Duties & Responsibilities-

  • Responsible for the documentation and evidencing an effective Corporate Compliance Program consistent with professional standards

  • Plans and performs scheduled and unscheduled compliance professional claims audits, including accuracy and adequacy of documentation and coding related to physician (inpatient and outpatient) billing and/or medical necessity reviews.

  • Evaluates appropriateness of ICD, HCPCS and CPT, codes billed.

  • Partner with departmental management with the development of documentation and coding tools and templates and makes recommendation, coding, and billing process improvement.

  • Prepares written reports of audit findings and recommendations and presents to appropriate stakeholders; evaluates the adequacy of management corrective action to improve deficiencies; maintains audit records.

  • Acts as a liaison with assigned faculty members, developing relationships and functioning as a resource to all providers and their staff.

  • Collaborates with department management on any compliance investigations related to documentation and coding of professional claims and assists with corrective action plans.

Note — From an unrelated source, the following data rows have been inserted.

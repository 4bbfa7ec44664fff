// SPDX-License-Identifier: MIT OR Apache-2.0
// Copyright (c) 2025 pipeflow contributors

//! Pipeline phases
//!
//! A [`Pipeline`] owns the registry, the configuration presets and the
//! configuration, and drives a run through its phases:
//!
//! 1. `init` registers the built-in presets and the `all`/`none` pipes
//! 2. `arguments` reads the command line
//! 3. `configure` builds the configuration
//! 4. `parse` marks selections and resolves the call list
//! 5. `execute` runs the call list, or prints a report instead
//!
//! [`Pipeline::script`] runs them all.

use std::ffi::OsString;
use std::path::PathBuf;

use serde_yaml::Value;
use tracing::{debug, warn};

use crate::cli::{self, CommandInfo, Invocation, RESERVED_OPTIONS};
use crate::config::{parse_override, ConfigPreset, Configuration};
use crate::errors::{PipeflowError, PipeflowResult};
use crate::logging;
use crate::pipeline::executor::{PipelineExecutor, PipelineResult, RunMode};
use crate::pipeline::registry::Registry;
use crate::pipeline::state::{PipeFlag, PipelineFlag, PipelineFlags};
use crate::pipeline::validation::PipelineValidator;
use crate::pipeline::{resolver, tree, Pipe, PipeBuilder};
use crate::status;

/// Name of the aggregate that depends on every `include` pipe
pub const ALL: &str = "all";
/// Name of the pipe that does nothing
pub const NONE: &str = "none";

/// Configuration keys read by the execute phase
pub mod keys {
    pub const DRY_RUN: &str = "System.DryRun";
    pub const SHOW_TREE: &str = "System.ShowTree";
    pub const LIST_PIPES: &str = "System.ListPipes";
}

/// A set of pipes plus everything needed to select and run them
pub struct Pipeline {
    info: CommandInfo,
    registry: Registry,
    presets: Vec<ConfigPreset>,
    config: Configuration,
    default_config_file: Option<PathBuf>,
    invocation: Invocation,
    flags: PipelineFlags,
    call: Option<Vec<String>>,
}

impl Pipeline {
    /// Create and initialize a pipeline
    pub fn new(name: impl Into<String>) -> PipeflowResult<Self> {
        let mut pipeline = Self {
            info: CommandInfo {
                name: name.into(),
                version: crate::VERSION.to_string(),
                about: None,
                epilog: None,
            },
            registry: Registry::new(),
            presets: Vec::new(),
            config: Configuration::new(),
            default_config_file: None,
            invocation: Invocation::default(),
            flags: PipelineFlags::new(),
            call: None,
        };
        pipeline.init()?;
        Ok(pipeline)
    }

    pub fn with_version(mut self, version: impl Into<String>) -> Self {
        self.info.version = version.into();
        self
    }

    /// Short description shown at the top of `--help`
    pub fn with_about(mut self, about: impl Into<String>) -> Self {
        self.info.about = Some(about.into());
        self
    }

    /// Text shown at the end of `--help`
    pub fn with_epilog(mut self, epilog: impl Into<String>) -> Self {
        self.info.epilog = Some(epilog.into());
        self
    }

    /// Configuration file loaded when `--config-file` is not given
    ///
    /// Skipped silently if it does not exist.
    pub fn with_config_file(mut self, path: impl Into<PathBuf>) -> Self {
        self.default_config_file = Some(path.into());
        self
    }

    /// Register the built-in presets and aggregate pipes
    ///
    /// Called by [`Pipeline::new`]; calling it again is a no-op until the
    /// pipeline has started, after which it fails.
    pub fn init(&mut self) -> PipeflowResult<()> {
        self.ensure_not_started("built-in pipes")?;
        if self.flags.contains(PipelineFlag::Initialized) {
            return Ok(());
        }

        self.presets.push(
            ConfigPreset::new("dry-run", fragment(keys::DRY_RUN))
                .short('n')
                .help("Print the execution plan without running any pipe"),
        );
        self.presets.push(
            ConfigPreset::new("show-tree", fragment(keys::SHOW_TREE))
                .help("Print the dependency tree of the selected pipes"),
        );
        self.presets.push(
            ConfigPreset::new("list-pipes", fragment(keys::LIST_PIPES))
                .help("Print the names of all registered pipes"),
        );

        self.registry.insert(Pipe::aggregate(ALL, "Run all pipes")?)?;
        self.registry.insert(Pipe::aggregate(NONE, "Run no pipes")?)?;

        self.flags.set(PipelineFlag::Initialized);
        Ok(())
    }

    /// Register a pipe
    ///
    /// Fails once the pipeline has started resolving, for duplicate names and
    /// for invalid names. Pipes marked `include` become dependencies of `all`.
    pub fn register_pipe(&mut self, builder: PipeBuilder) -> PipeflowResult<()> {
        self.ensure_not_started("pipe")?;
        let pipe = builder.build()?;
        let name = pipe.name().to_string();
        let include = pipe.include();

        self.registry.insert(pipe)?;
        debug!(pipe = %name, "Registered pipe");

        if include {
            if let Some(all) = self.registry.get_mut(ALL) {
                all.dependencies.push(name);
            }
        }
        Ok(())
    }

    /// Register a configuration preset
    pub fn register_config(&mut self, preset: ConfigPreset) -> PipeflowResult<()> {
        self.ensure_not_started("configuration preset")?;

        let long_taken = RESERVED_OPTIONS.contains(&preset.long.as_str())
            || self.presets.iter().any(|p| p.long == preset.long);
        let short_taken = preset.short.is_some_and(|s| {
            matches!(s, 'c' | 'v' | 'q' | 'h' | 'V') || self.presets.iter().any(|p| p.short == Some(s))
        });
        if long_taken || short_taken {
            return Err(PipeflowError::DuplicateOption { flag: preset.long });
        }

        self.presets.push(preset);
        Ok(())
    }

    /// Set defaults directly, before `configure` layers presets and files on top
    pub fn configure_defaults(&mut self, defaults: &Value) -> PipeflowResult<()> {
        self.config.update(defaults)
    }

    /// Select a pipe as if `+name` had been given
    pub fn select(&mut self, name: impl Into<String>) {
        self.invocation.include.push(name.into());
    }

    /// Skip a pipe as if `-name` had been given
    pub fn exclude(&mut self, name: impl Into<String>) {
        self.invocation.exclude.push(name.into());
    }

    /// Read the command line; `args` starts with the program name
    pub fn arguments<I, T>(&mut self, args: I) -> PipeflowResult<()>
    where
        I: IntoIterator<Item = T>,
        T: Into<OsString>,
    {
        self.ensure(PipelineFlag::Initialized, "arguments", "init")?;
        let invocation = cli::parse_invocation(&self.info, &self.registry, &self.presets, args)?;

        self.invocation.include.extend(invocation.include);
        self.invocation.exclude.extend(invocation.exclude);
        self.invocation.presets = invocation.presets;
        self.invocation.config_file = invocation.config_file;
        self.invocation.overrides = invocation.overrides;
        self.invocation.dump_config = invocation.dump_config;
        self.invocation.verbosity = invocation.verbosity;
        Ok(())
    }

    /// Verbosity requested on the command line
    pub fn verbosity(&self) -> i8 {
        self.invocation.verbosity
    }

    /// Build the configuration
    ///
    /// Layers, later winning: defaults, pre-configure presets, the
    /// configuration file, the remaining presets, `--configure` overrides.
    pub fn configure(&mut self) -> PipeflowResult<()> {
        self.ensure(PipelineFlag::Initialized, "configure", "init")?;

        for preset in self.given_presets(true) {
            debug!(preset = %preset.long, "Applying preset");
            self.config.update(&preset.fragment)?;
        }

        match (&self.invocation.config_file, &self.default_config_file) {
            (Some(path), _) => {
                status!(file = %path.display(), "Loading configuration");
                self.config.load(path)?;
            }
            (None, Some(path)) if path.exists() => {
                status!(file = %path.display(), "Loading configuration");
                self.config.load(path)?;
            }
            _ => {}
        }

        for preset in self.given_presets(false) {
            debug!(preset = %preset.long, "Applying preset");
            self.config.update(&preset.fragment)?;
        }

        for raw in &self.invocation.overrides {
            let (key, value) = parse_override(raw)?;
            debug!(key = %key, "Applying override");
            self.config.set(&key, value);
        }

        if let Some(path) = &self.invocation.dump_config {
            self.config.save(path)?;
            status!(file = %path.display(), "Wrote configuration");
        }

        self.flags.set(PipelineFlag::Configured);
        Ok(())
    }

    fn given_presets(&self, pre_configure: bool) -> Vec<ConfigPreset> {
        self.presets
            .iter()
            .filter(|p| p.pre_configure == pre_configure)
            .filter(|p| self.invocation.presets.contains(&p.long))
            .cloned()
            .collect()
    }

    /// Resolve the selections into the call list
    pub fn parse(&mut self) -> PipeflowResult<()> {
        self.ensure(PipelineFlag::Configured, "parse", "configure")?;

        let audit = PipelineValidator::validate(&self.registry);
        for warning in &audit.warnings {
            warn!("{}", warning);
        }

        for name in &self.invocation.exclude {
            match self.registry.get_mut(name) {
                Some(pipe) => pipe.set(PipeFlag::Excluded),
                None => warn!(pipe = %name, "Ignoring exclusion of unknown pipe"),
            }
        }

        self.resolve()?;
        self.flags.set(PipelineFlag::Parsed);
        Ok(())
    }

    /// Compute the call list; repeated calls return the first result
    pub fn resolve(&mut self) -> PipeflowResult<&[String]> {
        self.flags.set(PipelineFlag::Started);

        if self.call.is_none() {
            // `all` depends on pipes registered after it
            self.registry.move_to_end(ALL);
            let call = resolver::resolve(&mut self.registry, &self.invocation.include)?;

            for name in self.skipped() {
                warn!(pipe = %name, "Skipping excluded pipe that would have run");
            }

            debug!(call = ?call, "Resolved call list");
            self.call = Some(call);
        }

        Ok(self.call.as_deref().unwrap_or_default())
    }

    /// Run the call list, or print the report the configuration asks for
    pub fn execute(&mut self) -> PipeflowResult<PipelineResult> {
        self.ensure(PipelineFlag::Parsed, "execute", "parse")?;
        let call = self.call.clone().unwrap_or_default();

        if self.config.flag(keys::LIST_PIPES) {
            for name in self.registry.names() {
                println!("{}", name);
            }
            return Ok(PipelineResult::report_only(RunMode::ListPipes));
        }

        if self.config.flag(keys::SHOW_TREE) {
            for line in self.dependency_tree() {
                println!("{}", line);
            }
            return Ok(PipelineResult::report_only(RunMode::ShowTree));
        }

        if self.config.flag(keys::DRY_RUN) {
            PipelineExecutor::print_execution_plan(&self.info.name, &self.registry, &call);
            return Ok(PipelineResult::report_only(RunMode::DryRun));
        }

        status!(pipeline = %self.info.name, pipes = call.len(), "Starting pipeline");
        self.flags.set(PipelineFlag::Running);
        let result = PipelineExecutor::execute(&mut self.registry, &call, &self.config);
        self.flags.set(PipelineFlag::Finished);
        status!(pipeline = %self.info.name, "Pipeline finished");

        result
    }

    /// Run every phase against a command line
    pub fn script<I, T>(&mut self, args: I) -> PipeflowResult<PipelineResult>
    where
        I: IntoIterator<Item = T>,
        T: Into<OsString>,
    {
        self.arguments(args)?;
        logging::init(self.invocation.verbosity);
        self.configure()?;
        self.parse()?;
        self.execute()
    }

    /// Excluded pipes that would otherwise have run, except optional ones
    pub fn skipped(&self) -> Vec<&str> {
        self.registry
            .iter()
            .filter(|p| p.has(PipeFlag::Excluded) && !p.has(PipeFlag::Replaced))
            .filter(|p| p.has(PipeFlag::Primed) || p.has(PipeFlag::Triggered))
            .filter(|p| !p.optional())
            .map(|p| p.name())
            .collect()
    }

    /// Pipes that began running
    pub fn attempted(&self) -> Vec<&str> {
        self.pipes_with_flag(PipeFlag::Started)
    }

    /// Pipes whose action returned successfully
    pub fn completed(&self) -> Vec<&str> {
        self.pipes_with_flag(PipeFlag::Completed)
    }

    pub fn pipes_with_flag(&self, flag: PipeFlag) -> Vec<&str> {
        self.registry.with_flag(flag)
    }

    /// Tree report for the resolved selections
    pub fn dependency_tree(&self) -> Vec<String> {
        tree::render(&self.registry)
    }

    /// The resolved call list, once `resolve` has succeeded
    pub fn call(&self) -> Option<&[String]> {
        self.call.as_deref()
    }

    pub fn name(&self) -> &str {
        &self.info.name
    }

    pub fn registry(&self) -> &Registry {
        &self.registry
    }

    pub fn pipe(&self, name: &str) -> Option<&Pipe> {
        self.registry.get(name)
    }

    pub fn config(&self) -> &Configuration {
        &self.config
    }

    pub fn config_mut(&mut self) -> &mut Configuration {
        &mut self.config
    }

    pub fn flags(&self) -> PipelineFlags {
        self.flags
    }

    fn ensure(&self, flag: PipelineFlag, phase: &'static str, requires: &'static str) -> PipeflowResult<()> {
        if self.flags.contains(flag) {
            Ok(())
        } else {
            Err(PipeflowError::PhaseOrder { phase, requires })
        }
    }

    fn ensure_not_started(&self, what: &str) -> PipeflowResult<()> {
        if self.flags.contains(PipelineFlag::Started) {
            Err(PipeflowError::RegistryStarted { what: what.into() })
        } else {
            Ok(())
        }
    }
}

/// `{Section: {Key: true}}` for a dotted key
fn fragment(path: &str) -> Value {
    let mut config = Configuration::new();
    config.set(path, true);
    config.to_value()
}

  • Stays current with Medicare, Medicaid and other third party rules and regulations, CPT, ICD10 coding updates.

Qualifications

Your qualifications should include:

Minimum Education:

Bachelor's Degree; 3 additional years of experience plus the minimum experience requirement may substitute for minimum education.

Five (5) years of E/M coding/auditing experience.

Minimum Experience:

Extensive knowledge of evaluation and management coding and auditing is required.

Knowledge of medical terminology; E/M rules, teaching physician guidelines, and/or medical necessity defense reviews; healthcare compliance audit methodology, principles, and techniques; CMS manuals; professional reimbursement and repayment; confidentiality standards. Knowledge of federal, state, and payer-specific regulations and policies pertaining to documentation, coding, and billing, with demonstrated ability to interpret such guidelines

Required Courses/Training:

Must possess a Certified Professional Coder (CPC) or Certified Coding Specialist Certificate, Physician Based (CCS-P), Certified Professional Medical Auditor (CPMA) and/or AAPC or AHIMA recognized coding certification.